Des compagnons d'Ulysse on connaît l'aventure ;
On sait que par l'effet d'un breuvage enchanté
(C'est Ovide qui l'a conté)
De divers animaux ils prirent la figure,
Bref, que Circé les changea tous
En lions, éléphants, ours, sangliers, et loups :
Or voici la fin de l'histoire,
Que nous a conservée un chroniqueur du temps :
Hé ! comment refuser d'y croire,
Lorsqu'elle date au moins de trois mille ans ?
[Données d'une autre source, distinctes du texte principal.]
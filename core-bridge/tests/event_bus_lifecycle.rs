//! End-to-end event bus behavior against the in-process host.

use std::panic::{catch_unwind, AssertUnwindSafe};
use std::sync::atomic::{AtomicUsize, Ordering};
use std::sync::{Arc, Mutex};

use bridge_desktop::InProcessHost;
use bridge_traits::StaticHostLocator;
use core_bridge::{
    BridgeConfig, DuplicateBusPolicy, HandlerPanicPolicy, ModuleEventBus, ModuleEventKind,
    ModuleEventMap,
};
use serde::Deserialize;
use serde_json::json;

struct Radio;
impl ModuleEventMap for Radio {
    const MODULE_NAME: &'static str = "Radio";
}

#[derive(Debug, Clone, Deserialize, PartialEq)]
struct Station {
    frequency: f32,
}

struct Tuned;
impl ModuleEventKind<Radio> for Tuned {
    const EVENT_TYPE: &'static str = "tuned";
    type Payload = Station;
}

struct Muted;
impl ModuleEventKind<Radio> for Muted {
    const EVENT_TYPE: &'static str = "muted";
    type Payload = bool;
}

fn radio_bus() -> (Arc<InProcessHost>, ModuleEventBus<Radio>) {
    let host = Arc::new(InProcessHost::new());
    let bus = ModuleEventBus::with_locator(Arc::new(StaticHostLocator::new(host.clone())));
    (host, bus)
}

#[test]
fn test_fan_out_and_selective_unsubscribe() {
    let (host, bus) = radio_bus();
    let seen_a = Arc::new(Mutex::new(Vec::new()));
    let seen_b = Arc::new(Mutex::new(Vec::new()));

    let sink_a = Arc::clone(&seen_a);
    let a = bus.add_listener::<Tuned, _>(move |station| sink_a.lock().unwrap().push(station));
    let sink_b = Arc::clone(&seen_b);
    bus.add_listener::<Tuned, _>(move |station| sink_b.lock().unwrap().push(station));

    host.emit("Radio", "tuned", json!({ "frequency": 101.5 }));
    a.unsubscribe();
    host.emit("Radio", "tuned", json!({ "frequency": 98.0 }));

    assert_eq!(*seen_a.lock().unwrap(), vec![Station { frequency: 101.5 }]);
    assert_eq!(
        *seen_b.lock().unwrap(),
        vec![Station { frequency: 101.5 }, Station { frequency: 98.0 }]
    );
    assert!(bus.is_registered());
}

#[test]
fn test_host_listener_tracks_active_subscriptions() {
    let (host, bus) = radio_bus();
    assert_eq!(host.listener_activity("Radio").added, 1);

    let tuned = bus.add_listener::<Tuned, _>(|_| {});
    let muted = bus.add_listener::<Muted, _>(|_| {});

    tuned.unsubscribe();
    assert!(host.has_listener("Radio"));
    muted.unsubscribe();
    assert!(!host.has_listener("Radio"));
    assert_eq!(host.listener_activity("Radio").removed, 1);

    bus.add_listener::<Muted, _>(|_| {});
    assert!(host.has_listener("Radio"));
    assert_eq!(host.listener_activity("Radio").added, 2);
}

#[test]
fn test_dispose_with_active_subscribers() {
    let (host, bus) = radio_bus();
    let hits = Arc::new(AtomicUsize::new(0));

    let counter = Arc::clone(&hits);
    bus.add_listener::<Tuned, _>(move |_| {
        counter.fetch_add(1, Ordering::SeqCst);
    });
    let counter = Arc::clone(&hits);
    bus.add_listener::<Muted, _>(move |_| {
        counter.fetch_add(1, Ordering::SeqCst);
    });

    bus.dispose();
    assert_eq!(bus.handler_count(), 0);
    assert!(!host.has_listener("Radio"));
    host.emit("Radio", "tuned", json!({ "frequency": 90.0 }));
    host.emit("Radio", "muted", json!(true));
    assert_eq!(hits.load(Ordering::SeqCst), 0);

    // disposing twice is harmless and does not detach again
    bus.dispose();
    assert_eq!(host.listener_activity("Radio").removed, 1);
}

#[test]
fn test_propagate_policy_lets_panics_through() {
    let host = Arc::new(InProcessHost::new());
    let config = BridgeConfig::builder()
        .host_locator(Arc::new(StaticHostLocator::new(host.clone())))
        .handler_panic_policy(HandlerPanicPolicy::Propagate)
        .build()
        .unwrap();
    let bus = ModuleEventBus::<Radio>::with_config(&config);

    bus.add_listener::<Muted, _>(|_| panic!("boom"));

    let outcome = catch_unwind(AssertUnwindSafe(|| host.emit("Radio", "muted", json!(true))));
    assert!(outcome.is_err());
    // the bus keeps working after the panic
    assert!(bus.is_registered());
    assert_eq!(bus.handler_count_for::<Muted>(), 1);
}

struct Exclusive;
impl ModuleEventMap for Exclusive {
    const MODULE_NAME: &'static str = "ExclusiveRadio";
}

struct Pulse;
impl ModuleEventKind<Exclusive> for Pulse {
    const EVENT_TYPE: &'static str = "pulse";
    type Payload = u32;
}

#[test]
fn test_reject_policy_keeps_first_bus_attached() {
    let host = Arc::new(InProcessHost::new());
    let config = BridgeConfig::builder()
        .host_locator(Arc::new(StaticHostLocator::new(host.clone())))
        .duplicate_bus_policy(DuplicateBusPolicy::Reject)
        .build()
        .unwrap();

    let first = ModuleEventBus::<Exclusive>::with_config(&config);
    let second = ModuleEventBus::<Exclusive>::with_config(&config);

    assert!(first.is_registered());
    assert!(!second.is_registered());
    assert!(second.add_listener::<Pulse, _>(|_| {}).is_noop());
    assert_eq!(host.listener_activity("ExclusiveRadio").added, 1);

    // once the first bus lets go, the second may attach
    first.dispose();
    assert!(!second.add_listener::<Pulse, _>(|_| {}).is_noop());
    assert!(second.is_registered());
    second.dispose();
}

#[test]
fn test_warn_policy_last_registration_wins() {
    let host = Arc::new(InProcessHost::new());
    let locator = Arc::new(StaticHostLocator::new(host.clone()));

    let older = ModuleEventBus::<Radio>::with_locator(locator.clone());
    let newer = ModuleEventBus::<Radio>::with_locator(locator);
    assert!(!older.is_registered());
    assert!(newer.is_registered());
    assert_eq!(host.listener_activity("Radio").added, 2);

    let hits = Arc::new(AtomicUsize::new(0));
    let counter = Arc::clone(&hits);
    newer.add_listener::<Muted, _>(move |_| {
        counter.fetch_add(1, Ordering::SeqCst);
    });

    // the replaced bus must not take the newer listener down with it
    older.dispose();
    assert!(newer.is_registered());
    assert!(host.has_listener("Radio"));
    assert_eq!(host.listener_activity("Radio").removed, 0);

    newer.add_listener::<Muted, _>(|_| {});
    host.emit("Radio", "muted", json!(true));
    assert_eq!(hits.load(Ordering::SeqCst), 1);
    assert_eq!(host.listener_activity("Radio").added, 2);

    newer.dispose();
    assert!(!host.has_listener("Radio"));
}

#[test]
fn test_replaced_bus_attaches_again_on_add_listener() {
    let host = Arc::new(InProcessHost::new());
    let locator = Arc::new(StaticHostLocator::new(host.clone()));

    let first = ModuleEventBus::<Radio>::with_locator(locator.clone());
    let second = ModuleEventBus::<Radio>::with_locator(locator);
    let seen = Arc::new(Mutex::new(Vec::new()));
    let sink = Arc::clone(&seen);
    second.add_listener::<Tuned, _>(move |station| sink.lock().unwrap().push(("second", station)));

    let sink = Arc::clone(&seen);
    first.add_listener::<Tuned, _>(move |station| sink.lock().unwrap().push(("first", station)));
    assert!(first.is_registered());
    assert!(!second.is_registered());

    host.emit("Radio", "tuned", json!({ "frequency": 88.1 }));
    assert_eq!(
        *seen.lock().unwrap(),
        vec![("first", Station { frequency: 88.1 })]
    );

    // the last handler of the replaced bus goes away without detaching
    second.dispose();
    assert!(host.has_listener("Radio"));
    first.dispose();
}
Ce chroniqueur dit que parmi la troupe
Se rencontra l'auteur d'un poème ennuyeux,
Qui profanait le langage des dieux.
Ce grand diseur de riens, dans la fatale coupe
Avait bu largement, et plus que de raison.
Comme il épuisait sa faconde :
-Queferai-je de toi ? dit la Nymphe... un oison.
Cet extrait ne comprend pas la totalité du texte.